Tomosynthesis produces images that appear to be three dimensional, giving radiologists better visualization of the breast tissue. In standard digital mammography, there is overlap of the normal breast tissue, making abnormalities harder to see. With Tomosynthesis, the camera moves over the breast in an arc taking pictures in slices that can be viewed one millimeter at a time. By scanning through the breast images slowly, tiny masses and areas of distortion can be seen that may not be visible when all the breast tissue is overlapped on one view.
The C-View 2-D imaging software converts the images from 3-D to the standard 2-D, which produces a composite picture of all the images together. Patients experience half the amount of radiation as well as half the time spent in compression compared to Tomosynthesis exams without C-View.
Dr. Weinstock said that while Tomosynthesis is the newest tool available to screen for breast cancer, it is not the only one we need.
https://youtu.be/13fDNlU8doA
"Tomosynthesis is an updated version of the mammography picture. But it is not enough. You have to know if you have dense breast tissue and if you need Ultrasound, MRI or molecular imaging."
In "The Benefits and Limitations of Tomosynthesis," Dr. Weinstock shows how Tomosynthesis was able to prove a suspicious area was benign in one patient, but could not see through the dense tissue of another patient. On mammography images, including Tomosynthesis, tissue and cancer are both white. A large amount of dense, fibrous tissue can obscure a cancer. With Ultrasound, tissue is white but cancer is gray and therefore more visible.
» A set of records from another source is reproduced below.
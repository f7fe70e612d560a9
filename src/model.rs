//! Model artifacts
//!
//! The encoder and classifier are loaded once, eagerly, from a model
//! directory and never reloaded. File names are the only contract.

use crate::classifier::ForestClassifier;
use crate::season::SeasonEncoder;
use anyhow::{Context, Result};
use std::path::Path;

pub const ENCODER_FILE: &str = "season_encoder.json";
pub const CLASSIFIER_FILE: &str = "zone_classifier.json";

pub struct ModelArtifacts {
    pub encoder: SeasonEncoder,
    pub classifier: ForestClassifier,
}

impl ModelArtifacts {
    pub fn load(model_dir: &Path) -> Result<Self> {
        tracing::info!("Loading model artifacts from {:?}", model_dir);

        let encoder = SeasonEncoder::load(&model_dir.join(ENCODER_FILE))
            .with_context(|| "Failed to load season encoder")?;
        let classifier = ForestClassifier::load(&model_dir.join(CLASSIFIER_FILE))
            .with_context(|| "Failed to load zone classifier")?;

        Ok(Self { encoder, classifier })
    }
}

#[cfg(test)]
mod tests {
    use super::*;
    use crate::classifier::{Features, ZoneClassifier};
    use crate::season::Season;

    fn shipped_models() -> std::path::PathBuf {
        Path::new(env!("CARGO_MANIFEST_DIR")).join("models")
    }

    #[test]
    fn test_loads_shipped_artifacts() {
        let artifacts = ModelArtifacts::load(&shipped_models()).unwrap();
        assert_eq!(artifacts.encoder.classes().len(), 4);
        assert_eq!(artifacts.classifier.classes(), &["Zone A", "Zone B", "Zone C"]);

        let code = artifacts.encoder.encode(Season::Spring).unwrap();
        let zone = artifacts.classifier.predict(&Features::new(12.0, 32.5, code)).unwrap();
        assert!(zone.starts_with("Zone "));
    }

    #[test]
    fn test_missing_directory_names_the_file() {
        let err = ModelArtifacts::load(Path::new("/nonexistent/models")).err().unwrap();
        assert!(format!("{:#}", err).contains(ENCODER_FILE));
    }
}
Dr. Weinstock said she will continue to recommend supplemental imaging when necessary. She cited Dr. Jean Weigert's studies in Connecticut which consistently show that Ultrasound finds an additional 3 cancers per 1,000 women screened. MRI and molecular imaging are also important screening tools because they show metabolic activity, how cells behave, not just the anatomic picture.
"Each modality shows images differently," Dr. Weinstock said. "Working together, they improve early detection of breast cancer."